Nella notte tra l’1 e il 2 giugno, intorno alle 2:30, un gruppo di barcaioli dell’isola di Ponza è stato oggetto di minacce per un semplice gesto di solidarietà: aver esposto la bandiera della Palestina sulle loro imbarcazioni come simbolo di sostegno ad una popolazione in una delle più gravi crisi umanitarie del nostro tempo. Dopo aver infastidito il guardiano del porto, gli autori dell’intimidazione hanno strappato e rimosso con la forza la bandiera palestinese.

È un episodio che va oltre il fatto in sé, perchè tocca il nervo scoperto di un’Italia che troppo spesso confonde la solidarietà con la provocazione e che si mostra incapace di accettare gesti di umanità se non allineati con un certo sentire politico.

Esporre la bandiera della Palestina, in questo contesto, non equivale a prendere parte a un conflitto, perchè è un’affermazione di empatia per le vittime civili, per i bambini sotto le bombe, per le famiglie distrutte da decenni di violenza.

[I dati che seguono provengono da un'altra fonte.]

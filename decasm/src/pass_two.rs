use libdec::memory::MemoryImage;
use libdec::op::OpCode;
use libdec::{MAX_WORD, MEMORY_SIZE, PROGRAM_START};

use crate::errors::{ErrorKind, ErrorLog};
use crate::line::{decode, is_numeric, Directive, Kind, SourceLine, MAX_LABEL_LEN};
use crate::listing::Listing;
use crate::source::SourceText;
use crate::symbols::{Definition, SymbolTable};

/// Pass two: re-read the source from the top, validate every line
/// against the symbol table, and generate the memory image and the
/// translation listing. Errors accumulate; the pass always reaches END
/// or the end of input so a program's problems all surface at once.
pub fn pass_two(source: &mut SourceText, symbols: &SymbolTable) -> (MemoryImage, ErrorLog, Listing) {
    let mut pass = PassTwo {
        symbols,
        image: MemoryImage::new(),
        errors: ErrorLog::new(),
        listing: Listing::default(),
        loc: PROGRAM_START,
        halt_seen: false,
    };
    pass.run(source);
    (pass.image, pass.errors, pass.listing)
}

struct PassTwo<'a> {
    symbols: &'a SymbolTable,
    image: MemoryImage,
    errors: ErrorLog,
    listing: Listing,
    loc: usize,
    halt_seen: bool,
}

impl PassTwo<'_> {
    fn run(&mut self, source: &mut SourceText) {
        while let Some(raw) = source.next_line() {
            let raw = raw.to_owned();
            let line = decode(&raw);

            match line.kind {
                Kind::CommentOrBlank => self.listing.push(None, "", &raw),
                Kind::End => {
                    if line.operand.is_some() {
                        self.errors.record(ErrorKind::ExtraElements, self.loc);
                    }
                    self.listing.push(None, "", &raw);
                    self.drain_after_end(source);
                    return;
                }
                _ => self.translate(&line, &raw),
            }
        }

        self.errors.record(ErrorKind::MissingEnd, self.loc);
    }

    /// END must be the last statement; anything after it is listed but
    /// never translated.
    fn drain_after_end(&mut self, source: &mut SourceText) {
        let mut flagged = false;
        while let Some(raw) = source.next_line() {
            let raw = raw.to_owned();
            if decode(&raw).kind != Kind::CommentOrBlank && !flagged {
                self.errors.record(ErrorKind::EndNotLast, self.loc);
                flagged = true;
            }
            self.listing.push(None, "", &raw);
        }
    }

    fn translate(&mut self, line: &SourceLine, raw: &str) {
        if line.kind == Kind::Unknown {
            self.errors.record(ErrorKind::InvalidOpcode, self.loc);
        }

        if let Some(label) = line.label.as_deref() {
            if !self.symbols.lookup(label) {
                self.errors.record(ErrorKind::DuplicateLabel, self.loc);
            }
            if label.len() > MAX_LABEL_LEN {
                self.errors.record(ErrorKind::InvalidLabel, self.loc);
            }
        }
        if line.extra {
            self.errors.record(ErrorKind::ExtraElements, self.loc);
        }

        match line.kind {
            Kind::Machine(op) => self.machine(op, line, raw),
            Kind::Directive(directive) => self.directive(directive, line, raw),
            Kind::Unknown => self.emit(None, None, raw),
            Kind::CommentOrBlank | Kind::End => unreachable!("handled by the caller"),
        }
    }

    fn machine(&mut self, op: OpCode, line: &SourceLine, raw: &str) {
        if self.halt_seen {
            self.errors.record(ErrorKind::MachineCodeAfterHalt, self.loc);
        }

        let operand = if op.takes_operand() {
            self.resolve_operand(line.operand.as_deref())
        } else {
            if line.operand.is_some() {
                self.errors.record(ErrorKind::ExtraElements, self.loc);
            }
            self.halt_seen = true;
            Some(0)
        };

        self.emit(Some(op.code()), operand, raw);
    }

    /// Machine operands are label references. Checks run in order and
    /// stop at the first failure, leaving the operand half invalid.
    fn resolve_operand(&mut self, operand: Option<&str>) -> Option<i32> {
        let Some(operand) = operand else {
            self.errors.record(ErrorKind::MissingOperand, self.loc);
            return None;
        };
        if !operand.starts_with(|c: char| c.is_ascii_alphabetic()) {
            self.errors.record(ErrorKind::SyntaxError, self.loc);
            return None;
        }
        if operand.len() > MAX_LABEL_LEN {
            self.errors.record(ErrorKind::InvalidLabel, self.loc);
            return None;
        }

        match self.symbols.location_of(operand) {
            None => {
                self.errors.record(ErrorKind::UndefinedLabel, self.loc);
                None
            }
            Some(Definition::MultiplyDefined) => {
                self.errors.record(ErrorKind::InvalidOperand, self.loc);
                None
            }
            Some(Definition::At(target)) => Some(target as i32),
        }
    }

    fn directive(&mut self, directive: Directive, line: &SourceLine, raw: &str) {
        // Data definitions belong after the program's HALT.
        if !self.halt_seen && directive != Directive::ORG {
            self.errors.record(ErrorKind::AssemblyCodeBeforeHalt, self.loc);
        }

        let value = self.literal_operand(line.operand.as_deref());

        match directive {
            Directive::DC => match value {
                Some(value) => self.emit(Some(value / 10_000), Some(value % 10_000), raw),
                None => self.emit(None, None, raw),
            },
            Directive::ORG | Directive::DS => {
                self.listing.push(Some(self.loc), "", raw);
                let target = value.map(|value| match directive {
                    Directive::ORG => value as usize,
                    _ => self.loc + value as usize,
                });
                match target {
                    Some(target) if target < MEMORY_SIZE => self.loc = target,
                    Some(_) => {
                        self.errors.record(ErrorKind::MemoryOverflow, self.loc);
                        self.loc += 1;
                    }
                    // Malformed operand: same one-word advance pass one took.
                    None => self.loc += 1,
                }
            }
        }
    }

    /// Directive operands are unsigned literals no wider than a word.
    fn literal_operand(&mut self, operand: Option<&str>) -> Option<i32> {
        let Some(operand) = operand else {
            self.errors.record(ErrorKind::MissingOperand, self.loc);
            return None;
        };
        if !is_numeric(operand) {
            self.errors.record(ErrorKind::SyntaxError, self.loc);
            return None;
        }

        match operand.parse::<i64>() {
            Ok(value) if value <= MAX_WORD as i64 => Some(value as i32),
            _ => {
                self.errors.record(ErrorKind::OperandOverflow, self.loc);
                None
            }
        }
    }

    fn emit(&mut self, opcode: Option<i32>, operand: Option<i32>, raw: &str) {
        if self.image.insert(self.loc, opcode, operand) {
            self.listing.push(Some(self.loc), self.image.content(self.loc), raw);
        } else {
            self.errors.record(ErrorKind::MemoryOverflow, self.loc);
            self.listing.push(Some(self.loc), "", raw);
        }
        self.loc += 1;
    }
}
use std::fmt;

use indexmap::IndexMap;

/// Location value shown for a symbol defined more than once.
pub const MULTIPLY_DEFINED: i32 = -999;

#[derive(Debug, Clone, Copy, PartialEq, Eq)]
pub enum Definition {
    At(usize),
    MultiplyDefined,
}

/// Label locations gathered by pass one. Once a name is marked
/// multiply defined it stays that way for the rest of the run.
#[derive(Debug, Clone, Default)]
pub struct SymbolTable {
    symbols: IndexMap<String, Definition>,
}

impl SymbolTable {
    pub fn new() -> Self {
        Self {
            symbols: IndexMap::new(),
        }
    }

    pub fn define(&mut self, name: &str, loc: usize) {
        match self.symbols.get_mut(name) {
            Some(definition) => *definition = Definition::MultiplyDefined,
            None => {
                self.symbols.insert(name.to_owned(), Definition::At(loc));
            }
        }
    }

    /// True only for a name defined exactly once.
    pub fn lookup(&self, name: &str) -> bool {
        matches!(self.symbols.get(name), Some(Definition::At(_)))
    }

    /// Callers must treat `MultiplyDefined` as "present but unusable",
    /// distinct from a miss.
    pub fn location_of(&self, name: &str) -> Option<Definition> {
        self.symbols.get(name).copied()
    }

    pub fn len(&self) -> usize {
        self.symbols.len()
    }

    pub fn is_empty(&self) -> bool {
        self.symbols.is_empty()
    }

    pub fn iter(&self) -> impl Iterator<Item = (&str, Definition)> {
        self.symbols.iter().map(|(name, def)| (name.as_str(), *def))
    }
}

impl fmt::Display for SymbolTable {
    fn fmt(&self, f: &mut fmt::Formatter<'_>) -> fmt::Result {
        writeln!(f, "Symbol Table:")?;
        writeln!(f, "Symbol #    Symbol    Location")?;
        for (i, (name, definition)) in self.symbols.iter().enumerate() {
            let loc = match definition {
                Definition::At(loc) => *loc as i32,
                Definition::MultiplyDefined => MULTIPLY_DEFINED,
            };
            writeln!(f, " {:<11}{:<10}{:<10}", i, name, loc)?;
        }
        Ok(())
    }
}

#[cfg(test)]
mod test {
    use super::*;

    #[test]
    fn define_and_lookup() {
        let mut symbols = SymbolTable::new();
        symbols.define("A", 100);

        assert!(symbols.lookup("A"));
        assert_eq!(symbols.location_of("A"), Some(Definition::At(100)));
        assert!(!symbols.lookup("B"));
        assert_eq!(symbols.location_of("B"), None);
    }

    #[test]
    fn redefinition_poisons_the_symbol() {
        let mut symbols = SymbolTable::new();
        symbols.define("X", 100);
        symbols.define("X", 250);

        assert!(!symbols.lookup("X"));
        assert_eq!(symbols.location_of("X"), Some(Definition::MultiplyDefined));

        // It never reverts, no matter how often it is redefined.
        symbols.define("X", 300);
        assert_eq!(symbols.location_of("X"), Some(Definition::MultiplyDefined));
    }

    #[test]
    fn display_renders_the_sentinel() {
        let mut symbols = SymbolTable::new();
        symbols.define("GOOD", 100);
        symbols.define("BAD", 101);
        symbols.define("BAD", 102);

        let table = symbols.to_string();
        assert!(table.contains("GOOD"));
        assert!(table.contains("100"));
        assert!(table.contains("-999"));
    }
}
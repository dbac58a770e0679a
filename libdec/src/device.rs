use std::{
    cell::RefCell,
    io::{self, Read, Write},
    rc::Rc,
};

/// Source of the READ instruction's input tokens.
pub trait InputDevice {
    /// The next whitespace-delimited token, or `None` when input is
    /// exhausted or unreadable.
    fn read_token(&mut self) -> Option<String>;
}

/// Sink for the WRITE instruction.
pub trait OutputDevice {
    fn write_value(&mut self, value: i32);
}

/// Interactive input: prompts on stdout, then consumes one token.
pub struct StdinInput;

impl InputDevice for StdinInput {
    fn read_token(&mut self) -> Option<String> {
        print!("? ");
        io::stdout().flush().ok()?;

        let mut token = String::new();
        for byte in io::stdin().lock().bytes() {
            let c = byte.ok()? as char;
            if c.is_whitespace() {
                if token.is_empty() {
                    continue;
                }
                break;
            }
            token.push(c);
        }

        if token.is_empty() {
            None
        } else {
            Some(token)
        }
    }
}

/// Canned input for tests.
pub struct SliceInput {
    tokens: Vec<String>,
    pointer: usize,
}

impl SliceInput {
    pub fn new(tokens: &[&str]) -> Self {
        Self {
            tokens: tokens.iter().map(|t| (*t).to_owned()).collect(),
            pointer: 0,
        }
    }
}

impl InputDevice for SliceInput {
    fn read_token(&mut self) -> Option<String> {
        let token = self.tokens.get(self.pointer)?.clone();
        self.pointer += 1;
        Some(token)
    }
}

/// One line per written value.
pub struct StdoutOutput;

impl OutputDevice for StdoutOutput {
    fn write_value(&mut self, value: i32) {
        println!("{}", value);
    }
}

/// Collects written values so tests can assert on them.
pub struct BufferOutput {
    buffer: Rc<RefCell<Vec<i32>>>,
}

impl BufferOutput {
    pub fn new() -> (Rc<RefCell<Vec<i32>>>, Self) {
        let buffer = Rc::new(RefCell::new(Vec::new()));
        let device = Self {
            buffer: Rc::clone(&buffer),
        };
        (buffer, device)
    }
}

impl OutputDevice for BufferOutput {
    fn write_value(&mut self, value: i32) {
        self.buffer.borrow_mut().push(value);
    }
}
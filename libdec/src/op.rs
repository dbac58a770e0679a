use num_derive::FromPrimitive;
use strum_macros::EnumString;

/// The 13 machine opcodes and their numeric encodings.
#[derive(FromPrimitive, EnumString, Debug, Clone, Copy, PartialEq, Eq)]
pub enum OpCode {
    ADD = 1,
    SUB = 2,
    MULT = 3,
    DIV = 4,
    LOAD = 5,
    STORE = 6,
    READ = 7,
    WRITE = 8,
    B = 9,
    BM = 10,
    BZ = 11,
    BP = 12,
    HALT = 13,
}

impl OpCode {
    pub fn code(self) -> i32 {
        self as i32
    }

    /// HALT is the only machine instruction written without an operand.
    pub fn takes_operand(self) -> bool {
        !matches!(self, OpCode::HALT)
    }
}

#[derive(Debug, Clone, Copy, PartialEq, Eq)]
pub struct Op {
    pub opcode: OpCode,
    pub operand: usize,
}

impl Op {
    /// Decode a raw memory word. Words outside the encodable range
    /// (negative after a STORE, or an opcode half outside 1-13) are
    /// not instructions.
    pub fn from_word(word: i32) -> Option<Self> {
        if word < 0 {
            return None;
        }
        num::FromPrimitive::from_i32(word / 10_000).map(|opcode| Self {
            opcode,
            operand: (word % 10_000) as usize,
        })
    }
}
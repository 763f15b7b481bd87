//! Configuration providers.
//!
//! A provider supplies one payload and the query it should be mounted at.
//! How the payload was obtained is the provider's business; nodes only ask
//! for the two pieces through [`ConfigProvider`].

use crate::error::Result;
use crate::value::Value;

/// A supplier of a `(query, payload)` pair for [`ConfigNode::register`].
///
/// [`ConfigNode::register`]: crate::ConfigNode::register
///
/// # Examples
///
/// ```
/// use cfgtree::{ConfigNode, ConfigProvider, Value};
///
/// struct Defaults;
///
/// impl ConfigProvider for Defaults {
///     fn query(&self) -> &str {
///         "http"
///     }
///
///     fn configuration(&self) -> Value {
///         [("port", 8080), ("workers", 4)].into_iter().collect()
///     }
/// }
///
/// let node = ConfigNode::new();
/// node.register([Defaults]).unwrap();
/// assert_eq!(node.get("http.port").unwrap(), Some(Value::from(8080)));
/// ```
pub trait ConfigProvider {
    /// The query the payload mounts at.
    fn query(&self) -> &str;

    /// The payload to store at [`query`](Self::query).
    fn configuration(&self) -> Value;
}

impl<T: ConfigProvider + ?Sized> ConfigProvider for &T {
    fn query(&self) -> &str {
        (**self).query()
    }

    fn configuration(&self) -> Value {
        (**self).configuration()
    }
}

impl<T: ConfigProvider + ?Sized> ConfigProvider for Box<T> {
    fn query(&self) -> &str {
        (**self).query()
    }

    fn configuration(&self) -> Value {
        (**self).configuration()
    }
}

impl<S: AsRef<str>> ConfigProvider for (S, Value) {
    fn query(&self) -> &str {
        self.0.as_ref()
    }

    fn configuration(&self) -> Value {
        self.1.clone()
    }
}

/// A provider with a fixed query and payload.
///
/// # Examples
///
/// ```
/// use cfgtree::{ConfigProvider, StaticProvider, Value};
///
/// let provider = StaticProvider::from_yaml("database", "host: db.local\nport: 5432\n").unwrap();
/// assert_eq!(provider.query(), "database");
/// assert!(provider.configuration().is_mapping());
/// ```
#[derive(Debug, Clone, PartialEq)]
pub struct StaticProvider {
    query: String,
    payload: Value,
}

impl StaticProvider {
    /// Creates a provider from a query and a payload.
    #[must_use]
    pub fn new(query: impl Into<String>, payload: impl Into<Value>) -> Self {
        Self {
            query: query.into(),
            payload: payload.into(),
        }
    }

    /// Creates a provider whose payload is parsed from a YAML document.
    ///
    /// # Errors
    ///
    /// Returns an error if the document cannot be parsed.
    pub fn from_yaml(query: impl Into<String>, text: &str) -> Result<Self> {
        Ok(Self::new(query, Value::from_yaml_str(text)?))
    }

    /// Creates a provider whose payload is parsed from a JSON document.
    ///
    /// # Errors
    ///
    /// Returns an error if the document cannot be parsed.
    pub fn from_json(query: impl Into<String>, text: &str) -> Result<Self> {
        Ok(Self::new(query, Value::from_json_str(text)?))
    }
}

impl ConfigProvider for StaticProvider {
    fn query(&self) -> &str {
        &self.query
    }

    fn configuration(&self) -> Value {
        self.payload.clone()
    }
}
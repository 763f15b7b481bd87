//! Error types for the cfgtree library.
//!
//! Absence of a path is never an error in this crate: lookups report it
//! through `Option`, defaults or `false`. The variants below cover the
//! remaining failure modes, using `thiserror` for ergonomic error handling.

use thiserror::Error;

/// Result type alias for operations that may fail with a cfgtree error.
///
/// # Examples
///
/// ```
/// use cfgtree::{Error, Result};
///
/// fn example_operation() -> Result<u16> {
///     Ok(8080)
/// }
/// ```
pub type Result<T> = std::result::Result<T, Error>;

/// The main error type for the cfgtree library.
#[derive(Debug, Error)]
pub enum Error {
    /// A query string could not be parsed into a path.
    ///
    /// Raised for the empty string and for any empty segment, i.e. a
    /// leading, trailing or doubled delimiter.
    #[error("malformed query '{query}': {reason}")]
    MalformedQuery {
        /// The rejected query string.
        query: String,
        /// The reason the query was rejected.
        reason: String,
    },

    /// A YAML document could not be parsed into a value.
    #[error("YAML error: {0}")]
    Yaml(#[from] serde_yaml::Error),

    /// A parsed document holds content a [`Value`](crate::Value) cannot
    /// represent exactly, such as a non-string mapping key.
    #[error("unsupported value: {reason}")]
    UnsupportedValue {
        /// What was rejected.
        reason: String,
    },

    /// A JSON document could not be parsed into a value.
    #[error("JSON error: {0}")]
    Json(#[from] serde_json::Error),

    /// A global logger was already installed.
    #[error("logger error: {0}")]
    Logger(#[from] log::SetLoggerError),
}

impl Error {
    /// Check if error indicates a malformed query.
    ///
    /// # Examples
    ///
    /// ```
    /// use cfgtree::Error;
    ///
    /// let err = Error::MalformedQuery {
    ///     query: "a..b".to_string(),
    ///     reason: "empty segment at position 1".to_string(),
    /// };
    /// assert!(err.is_malformed_query());
    /// ```
    #[must_use]
    pub fn is_malformed_query(&self) -> bool {
        matches!(self, Self::MalformedQuery { .. })
    }
}
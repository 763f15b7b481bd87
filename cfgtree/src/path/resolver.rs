//! Path resolution over nested mappings.
//!
//! This module provides the `PathResolver` type, which walks a [`Query`]
//! through a [`Mapping`] to read, test, write, merge or remove the leaf.

use crate::path::query::Query;
use crate::value::{Mapping, Value};

/// Stateless path walker over nested mappings.
///
/// Reads treat anything that cannot be descended into as absent. Writes
/// auto-vivify: missing intermediates are created, and an intermediate
/// holding a non-mapping value is replaced by an empty mapping.
///
/// # Examples
///
/// ```
/// use cfgtree::path::{PathResolver, Query};
/// use cfgtree::{Mapping, Value};
///
/// let mut items = Mapping::new();
/// let query = Query::parse("database.connections.default.host").unwrap();
///
/// assert!(!PathResolver::exists(&items, &query));
/// PathResolver::extend(&mut items, &query, Value::from("db.local"));
/// assert_eq!(PathResolver::fetch(&items, &query), Some(&Value::from("db.local")));
/// ```
pub struct PathResolver;

impl PathResolver {
    /// Returns the value stored at `query`, or `None` if the path is absent.
    #[must_use]
    pub fn fetch<'a>(structure: &'a Mapping, query: &Query) -> Option<&'a Value> {
        let (parents, leaf) = query.split_leaf();
        let mut current = structure;
        for segment in parents {
            match current.get(segment) {
                Some(Value::Mapping(inner)) => current = inner,
                _ => return None,
            }
        }
        current.get(leaf)
    }

    /// Returns the value stored at `query`, or `default` if the path is absent.
    ///
    /// # Examples
    ///
    /// ```
    /// use cfgtree::path::{PathResolver, Query};
    /// use cfgtree::{Mapping, Value};
    ///
    /// let items = Mapping::new();
    /// let fallback = Value::from(30);
    /// let query = Query::parse("http.timeout").unwrap();
    /// assert_eq!(PathResolver::fetch_or(&items, &query, &fallback), &fallback);
    /// ```
    #[must_use]
    pub fn fetch_or<'a>(structure: &'a Mapping, query: &Query, default: &'a Value) -> &'a Value {
        Self::fetch(structure, query).unwrap_or(default)
    }

    /// Returns `true` if a leaf is present at `query`, even if it is null.
    #[must_use]
    pub fn exists(structure: &Mapping, query: &Query) -> bool {
        Self::fetch(structure, query).is_some()
    }

    /// Stores `value` at `query`, creating intermediate mappings as needed.
    ///
    /// Returns the value previously stored at the leaf, if any.
    pub fn extend(structure: &mut Mapping, query: &Query, value: Value) -> Option<Value> {
        let (parents, leaf) = query.split_leaf();
        log::trace!("extend '{query}' with {}", value.type_name());
        Self::vivify(structure, parents, query, |container| {
            container.insert(leaf.to_string(), value)
        })
    }

    /// Deep-merges `value` into whatever is stored at `query`.
    ///
    /// Behaves like [`extend`](Self::extend) unless both the stored leaf and
    /// `value` are mappings, in which case they are merged key by key.
    pub fn merge(structure: &mut Mapping, query: &Query, value: Value) {
        let (parents, leaf) = query.split_leaf();
        log::trace!("merge {} into '{query}'", value.type_name());
        Self::vivify(structure, parents, query, |container| {
            match container.get_mut(leaf) {
                Some(existing) => existing.merge(value),
                None => {
                    container.insert(leaf.to_string(), value);
                }
            }
        });
    }

    /// Detaches and returns the leaf at `query`.
    ///
    /// Never creates containers; an absent path returns `None`.
    pub fn remove(structure: &mut Mapping, query: &Query) -> Option<Value> {
        let (parents, leaf) = query.split_leaf();
        let mut current = structure;
        for segment in parents {
            match current.get_mut(segment) {
                Some(Value::Mapping(inner)) => current = inner,
                _ => return None,
            }
        }
        current.remove(leaf)
    }

    /// Walks `parents`, creating or replacing containers, and hands the
    /// mapping that should hold the leaf to `apply`.
    ///
    /// A non-mapping intermediate is rebuilt from scratch: the rest of the
    /// path is vivified in a fresh mapping that then takes the slot.
    fn vivify<F, R>(structure: &mut Mapping, parents: &[String], query: &Query, apply: F) -> R
    where
        F: FnOnce(&mut Mapping) -> R,
    {
        let Some((segment, rest)) = parents.split_first() else {
            return apply(structure);
        };

        match structure.entry(segment.clone()).or_insert_with(Value::mapping) {
            Value::Mapping(inner) => Self::vivify(inner, rest, query, apply),
            slot => {
                log::trace!(
                    "replacing {} at segment '{segment}' of '{query}' with a mapping",
                    slot.type_name()
                );
                let mut fresh = Mapping::new();
                let result = Self::vivify(&mut fresh, rest, query, apply);
                *slot = Value::Mapping(fresh);
                result
            }
        }
    }
}
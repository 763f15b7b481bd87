//! Validated dotted paths.
//!
//! A [`Query`] can only be built by parsing, so every resolver operation
//! receives a path with at least one segment and no empty segments.

use std::fmt;
use std::str::FromStr;

use crate::error::{Error, Result};

/// The delimiter between path segments.
pub const DELIMITER: char = '.';

/// A parsed, well-formed path such as `database.connections.default.host`.
///
/// # Examples
///
/// ```
/// use cfgtree::path::Query;
///
/// let query = Query::parse("database.connections.default").unwrap();
/// assert_eq!(query.len(), 3);
/// assert_eq!(query.segments().last().map(String::as_str), Some("default"));
///
/// assert!(Query::parse("").is_err());
/// assert!(Query::parse("a..b").is_err());
/// assert!(Query::parse(".a").is_err());
/// assert!(Query::parse("a.").is_err());
/// ```
#[derive(Debug, Clone, PartialEq, Eq, Hash, PartialOrd, Ord)]
pub struct Query {
    segments: Vec<String>,
}

impl Query {
    /// Parses a dotted path.
    ///
    /// # Errors
    ///
    /// Returns [`Error::MalformedQuery`] for the empty string and for any
    /// empty segment (leading, trailing or doubled delimiter).
    pub fn parse(query: &str) -> Result<Self> {
        if query.is_empty() {
            return Err(Error::MalformedQuery {
                query: query.to_string(),
                reason: "query is empty".to_string(),
            });
        }

        let mut segments = Vec::new();
        for (position, segment) in query.split(DELIMITER).enumerate() {
            if segment.is_empty() {
                return Err(Error::MalformedQuery {
                    query: query.to_string(),
                    reason: format!("empty segment at position {position}"),
                });
            }
            segments.push(segment.to_string());
        }

        Ok(Self { segments })
    }

    /// Returns the path segments in order.
    #[must_use]
    pub fn segments(&self) -> &[String] {
        &self.segments
    }

    /// Returns the number of segments. Always at least one.
    #[must_use]
    pub fn len(&self) -> usize {
        self.segments.len()
    }

    /// Always `false`; present for API symmetry with `len`.
    #[must_use]
    pub fn is_empty(&self) -> bool {
        self.segments.is_empty()
    }

    /// Splits off the last segment: `(parents, leaf)`.
    #[must_use]
    pub fn split_leaf(&self) -> (&[String], &str) {
        match self.segments.split_last() {
            Some((leaf, parents)) => (parents, leaf.as_str()),
            None => (self.segments.as_slice(), ""),
        }
    }

    /// Returns `self` followed by `other`.
    ///
    /// # Examples
    ///
    /// ```
    /// use cfgtree::path::Query;
    ///
    /// let mount = Query::parse("services.api").unwrap();
    /// let local = Query::parse("timeout").unwrap();
    /// assert_eq!(mount.join(&local).to_string(), "services.api.timeout");
    /// ```
    #[must_use]
    pub fn join(&self, other: &Query) -> Query {
        let mut segments = Vec::with_capacity(self.len() + other.len());
        segments.extend_from_slice(&self.segments);
        segments.extend_from_slice(&other.segments);
        Query { segments }
    }
}

impl fmt::Display for Query {
    fn fmt(&self, f: &mut fmt::Formatter<'_>) -> fmt::Result {
        let mut first = true;
        for segment in &self.segments {
            if !first {
                write!(f, "{DELIMITER}")?;
            }
            write!(f, "{segment}")?;
            first = false;
        }
        Ok(())
    }
}

impl FromStr for Query {
    type Err = Error;

    fn from_str(s: &str) -> Result<Self> {
        Self::parse(s)
    }
}

impl TryFrom<&str> for Query {
    type Error = Error;

    fn try_from(value: &str) -> Result<Self> {
        Self::parse(value)
    }
}
//! Dotted path handling.
//!
//! This module turns query strings such as `database.connections.default`
//! into validated [`Query`] values and resolves them against nested
//! [`Mapping`](crate::Mapping)s.
//!
//! # Key Concepts
//!
//! ## Queries
//!
//! A query is one or more non-empty segments joined by `.`. Parsing rejects
//! the empty string and any empty segment, so `".a"`, `"a."` and `"a..b"`
//! all fail with [`Error::MalformedQuery`](crate::Error::MalformedQuery).
//! Since every resolver operation takes a parsed [`Query`], the policy holds
//! uniformly for reads, existence checks and writes.
//!
//! ## Resolution
//!
//! - **Reads** ([`PathResolver::fetch`], [`PathResolver::exists`]) stop at
//!   the first segment that is missing or not a mapping and report absence.
//! - **Writes** ([`PathResolver::extend`], [`PathResolver::merge`]) create
//!   missing intermediates. An intermediate holding a scalar or sequence is
//!   replaced by an empty mapping; the write wins.
//!
//! # Examples
//!
//! ```
//! use cfgtree::path::{PathResolver, Query};
//! use cfgtree::{Mapping, Value};
//!
//! let mut items = Mapping::new();
//! PathResolver::extend(&mut items, &Query::parse("a").unwrap(), Value::from(1));
//! PathResolver::extend(&mut items, &Query::parse("a.b").unwrap(), Value::from(2));
//!
//! // The scalar at `a` was replaced by a mapping.
//! let a = PathResolver::fetch(&items, &Query::parse("a").unwrap()).unwrap();
//! assert!(a.is_mapping());
//! ```

pub mod query;
pub mod resolver;

#[cfg(all(test, feature = "property-tests"))]
mod proptests;

// Re-export key types
pub use query::{Query, DELIMITER};
pub use resolver::PathResolver;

Non significa negare il dolore degli israeliani, né tantomeno giustificare il terrorismo, ma riconoscere la sofferenza di un popolo dimenticato e condannato.

Ponza, isola aperta al mondo, costruita nei secoli sull’accoglienza e sul passaggio di genti diverse, non merita che certi gesti vengano accolti con violenza. Il gesto di quei barcaioli va rispettato, anche da chi non lo condivide, perché la democrazia è proprio questo: il diritto di manifestare un pensiero pacifico, anche scomodo, senza temere ritorsioni.

Chi ha strappato quella bandiera ha voluto togliere voce a una parte della coscienza collettiva, ma non potrà strappare il senso più profondo della solidarietà umana.

In un tempo in cui il silenzio complice è la norma, chi ha il coraggio di esporsi, anche solo con un simbolo, merita rispetto, non intimidazioni.